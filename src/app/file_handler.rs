//! File system helpers: board path validation and log writer setup.

use std::fs::{File, OpenOptions};
use std::io::{BufWriter, Error as IoError};
use std::path::{Path, PathBuf};

use super::error::AppError;
use super::verbose_eprintln;

/// Checks that `board_file_path` exists and is a regular file, returning it as a `&str`.
///
/// # Errors
/// `AppError::General` if the path is missing or not a file,
/// `AppError::InvalidPath` if it is not valid UTF-8.
pub fn validate_board_file(board_file_path: &PathBuf, quiet_mode: bool) -> Result<&str, AppError> {
    if !board_file_path.exists() {
        let error_msg = format!("File not found: {}", board_file_path.display());
        verbose_eprintln!(quiet_mode, "Input Error: {}", error_msg);
        return Err(AppError::General(error_msg));
    }
    if !board_file_path.is_file() {
        let error_msg = format!("Path is not a file: {}", board_file_path.display());
        verbose_eprintln!(quiet_mode, "Input Error: {}", error_msg);
        return Err(AppError::General(error_msg));
    }

    board_file_path
        .to_str()
        .ok_or_else(|| AppError::InvalidPath(board_file_path.display().to_string()))
}

/// Opens (truncating) the per-cell breakdown log.
///
/// The writer is flushed by the caller once the breakdown is written, or on drop.
pub fn init_breakdown_log_writer(file_path: &Path) -> Result<BufWriter<File>, IoError> {
    let file = OpenOptions::new()
        .create(true)
        .write(true)
        .truncate(true) // Overwrite the breakdown each run.
        .open(file_path)?;
    Ok(BufWriter::new(file))
}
━━━━━━━━━━
_WHAT YOU NEED TO DO:_ Every line from the start of the listing through the line with "not valid UTF-8." should be reproduced exactly, and no other line.

_SOLUTION BELOW:_
filename src/app/file_handler.rs
//! File system helpers: board path validation and log writer setup.

use std::fs::{File, OpenOptions};
use std::io::{BufWriter, Error as IoError};
use std::path::{Path, PathBuf};

use super::error::AppError;
use super::verbose_eprintln;

/// Checks that `board_file_path` exists and is a regular file, returning it as a `&str`.
///
/// # Errors
/// `AppError::General` if the path is missing or not a file,
/// `AppError::InvalidPath` if it is not valid UTF-8.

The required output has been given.